WORK REQUIRED:
The number needed is how many lines in these entries contain "WithdrawalOutcome"; give it alone.

DATA TO EXAMINE:
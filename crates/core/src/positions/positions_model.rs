use std::fmt;
use std::str::FromStr;

use chrono::{DateTime, Utc};
use log::debug;
use rust_decimal::Decimal;
use serde::{Deserialize, Serialize};
use uuid::Uuid;

use crate::constants::{DECIMAL_PRECISION, QUANTITY_THRESHOLD};
use crate::errors::{DomainError, Result, ValidationError};
use crate::Error;

pub fn is_quantity_significant(quantity: &Decimal) -> bool {
    let threshold =
        Decimal::from_str_radix(QUANTITY_THRESHOLD, 10).unwrap_or_else(|_| Decimal::new(1, 8));
    quantity.abs() >= threshold
}

/// Intended holding period of a lot. Part of the lot key, so the same asset
/// held short- and long-term in one account is two separate lots.
#[derive(Debug, Clone, Copy, PartialEq, Eq, Hash, Serialize, Deserialize, Default)]
#[serde(rename_all = "SCREAMING_SNAKE_CASE")]
pub enum Horizon {
    Short,
    Medium,
    #[default]
    Long,
}

impl Horizon {
    pub fn as_str(&self) -> &'static str {
        match self {
            Horizon::Short => "SHORT",
            Horizon::Medium => "MEDIUM",
            Horizon::Long => "LONG",
        }
    }
}

impl fmt::Display for Horizon {
    fn fmt(&self, f: &mut fmt::Formatter<'_>) -> fmt::Result {
        f.write_str(self.as_str())
    }
}

impl FromStr for Horizon {
    type Err = Error;

    fn from_str(s: &str) -> Result<Self> {
        match s {
            "SHORT" => Ok(Horizon::Short),
            "MEDIUM" => Ok(Horizon::Medium),
            "LONG" => Ok(Horizon::Long),
            other => Err(ValidationError::InvalidInput(format!("Unknown horizon '{}'", other)).into()),
        }
    }
}

#[derive(Debug, Clone, PartialEq, Eq, Hash, Serialize, Deserialize)]
#[serde(rename_all = "camelCase")]
pub struct PositionKey {
    pub asset_id: String,
    pub account_id: String,
    pub horizon: Horizon,
}

impl PositionKey {
    pub fn new(asset_id: impl Into<String>, account_id: impl Into<String>, horizon: Horizon) -> Self {
        Self {
            asset_id: asset_id.into(),
            account_id: account_id.into(),
            horizon,
        }
    }
}

impl fmt::Display for PositionKey {
    fn fmt(&self, f: &mut fmt::Formatter<'_>) -> fmt::Result {
        write!(f, "{}/{}/{}", self.account_id, self.asset_id, self.horizon)
    }
}

/// How a transaction moves a lot.
#[derive(Debug, Clone, Copy, PartialEq, Eq)]
pub enum PositionEffect {
    Deposit,
    Withdrawal,
}

/// Cost basis relieved and P&L realized by one withdrawal.
#[derive(Debug, Clone, Copy, PartialEq, Eq)]
pub struct WithdrawalOutcome {
    pub cost_basis: Decimal,
    pub realized_pnl: Decimal,
    pub closed: bool,
}

/// One investment lot per (asset, account, horizon).
///
/// Deposits blend into a weighted-average unit cost. Withdrawals relieve cost
/// basis pro rata and accumulate realized P&L in `pending_realized_pnl`; the
/// headline `realized_pnl` is only set when the lot closes.
#[derive(Serialize, Deserialize, Debug, Clone, PartialEq)]
#[serde(rename_all = "camelCase")]
pub struct Position {
    pub id: String,
    #[serde(flatten)]
    pub key: PositionKey,
    pub deposit_quantity: Decimal,
    pub deposit_cost: Decimal,
    pub average_unit_cost: Decimal,
    pub withdrawn_quantity: Decimal,
    pub withdrawn_value: Decimal,
    pub cost_basis_withdrawn: Decimal,
    pub pending_realized_pnl: Decimal,
    pub realized_pnl: Decimal,
    pub pnl_percent: Decimal,
    pub is_open: bool,
    /// Quantity zeroed by a forced close. Already included in `withdrawn_quantity`.
    pub written_off_quantity: Decimal,
    pub opened_at: DateTime<Utc>,
    pub closed_at: Option<DateTime<Utc>>,
    pub closed_by: Option<String>,
    pub updated_at: DateTime<Utc>,
}

impl Position {
    /// Empty open lot; the first deposit gives it a quantity.
    pub fn open(key: PositionKey, at: DateTime<Utc>) -> Self {
        Position {
            id: Uuid::new_v4().to_string(),
            key,
            deposit_quantity: Decimal::ZERO,
            deposit_cost: Decimal::ZERO,
            average_unit_cost: Decimal::ZERO,
            withdrawn_quantity: Decimal::ZERO,
            withdrawn_value: Decimal::ZERO,
            cost_basis_withdrawn: Decimal::ZERO,
            pending_realized_pnl: Decimal::ZERO,
            realized_pnl: Decimal::ZERO,
            pnl_percent: Decimal::ZERO,
            is_open: true,
            written_off_quantity: Decimal::ZERO,
            opened_at: at,
            closed_at: None,
            closed_by: None,
            updated_at: at,
        }
    }

    pub fn remaining_quantity(&self) -> Decimal {
        self.deposit_quantity - self.withdrawn_quantity
    }

    /// Cost basis still attached to the remaining quantity.
    pub fn remaining_cost_basis(&self) -> Decimal {
        (self.deposit_cost - self.cost_basis_withdrawn).max(Decimal::ZERO)
    }

    pub fn market_value(&self, price: Decimal) -> Decimal {
        self.remaining_quantity().max(Decimal::ZERO) * price
    }

    pub fn unrealized_pnl(&self, price: Decimal) -> Decimal {
        self.market_value(price) - self.remaining_cost_basis()
    }

    fn ensure_open(&self) -> Result<()> {
        if !self.is_open {
            return Err(DomainError::PositionClosed(self.id.clone()).into());
        }
        Ok(())
    }

    /// Adds `quantity` acquired for a total of `cost`.
    pub fn add_deposit(
        &mut self,
        quantity: Decimal,
        cost: Decimal,
        at: DateTime<Utc>,
    ) -> Result<()> {
        if quantity <= Decimal::ZERO {
            return Err(ValidationError::non_positive("quantity", quantity).into());
        }
        if cost < Decimal::ZERO {
            return Err(ValidationError::negative("cost", cost).into());
        }
        self.ensure_open()?;

        self.deposit_cost += cost;
        self.deposit_quantity += quantity;
        self.average_unit_cost = self.deposit_cost / self.deposit_quantity;
        self.updated_at = at;

        debug!(
            "Position {} deposit {} for {}, average cost now {}",
            self.id,
            quantity,
            cost,
            self.average_unit_cost.round_dp(DECIMAL_PRECISION)
        );
        Ok(())
    }

    /// Removes `quantity` that was sold or moved out for `value`.
    ///
    /// Without `allow_overdraw` the quantity may not exceed what remains.
    /// Reaching a zero remainder closes the lot.
    pub fn add_withdrawal(
        &mut self,
        quantity: Decimal,
        value: Decimal,
        at: DateTime<Utc>,
        allow_overdraw: bool,
    ) -> Result<WithdrawalOutcome> {
        if quantity <= Decimal::ZERO {
            return Err(DomainError::NonPositiveWithdrawal(quantity).into());
        }
        if value < Decimal::ZERO {
            return Err(ValidationError::negative("value", value).into());
        }
        self.ensure_open()?;

        let remaining = self.remaining_quantity();
        if quantity > remaining && !allow_overdraw {
            return Err(DomainError::InsufficientQuantity {
                requested: quantity,
                available: remaining,
            }
            .into());
        }

        let cost_basis = self.cost_basis_for(quantity.min(remaining.max(Decimal::ZERO)));
        let realized_pnl = value - cost_basis;

        self.withdrawn_quantity += quantity;
        self.withdrawn_value += value;
        self.cost_basis_withdrawn += cost_basis;
        self.pending_realized_pnl += realized_pnl;
        self.updated_at = at;

        let closed = !is_quantity_significant(&self.remaining_quantity())
            || self.remaining_quantity() < Decimal::ZERO;
        if closed {
            self.finalize(at);
        }

        Ok(WithdrawalOutcome {
            cost_basis,
            realized_pnl,
            closed,
        })
    }

    /// Closes the lot. Unless `force` is set the lot must already be empty;
    /// a forced close writes the remainder off at zero value.
    pub fn close(&mut self, force: bool, at: DateTime<Utc>) -> Result<()> {
        self.ensure_open()?;
        let remaining = self.remaining_quantity();
        if is_quantity_significant(&remaining) && remaining > Decimal::ZERO {
            if !force {
                return Err(DomainError::PositionStillOpen { remaining }.into());
            }
            let written_off_basis = self.remaining_cost_basis();
            self.written_off_quantity += remaining;
            self.withdrawn_quantity += remaining;
            self.cost_basis_withdrawn += written_off_basis;
            self.pending_realized_pnl -= written_off_basis;
        }
        self.finalize(at);
        Ok(())
    }

    fn cost_basis_for(&self, quantity: Decimal) -> Decimal {
        if self.deposit_quantity.is_zero() {
            return Decimal::ZERO;
        }
        (self.deposit_cost * quantity / self.deposit_quantity).min(self.deposit_cost)
    }

    fn finalize(&mut self, at: DateTime<Utc>) {
        self.realized_pnl = self.withdrawn_value - self.deposit_cost;
        self.pnl_percent = if self.deposit_cost.is_zero() {
            Decimal::ZERO
        } else {
            (self.realized_pnl / self.deposit_cost * Decimal::ONE_HUNDRED)
                .round_dp(DECIMAL_PRECISION)
        };
        self.is_open = false;
        self.closed_at = Some(at);
        self.updated_at = at;
        debug!(
            "Position {} closed with realized P&L {} ({}%)",
            self.id, self.realized_pnl, self.pnl_percent
        );
    }
}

REPLY:
3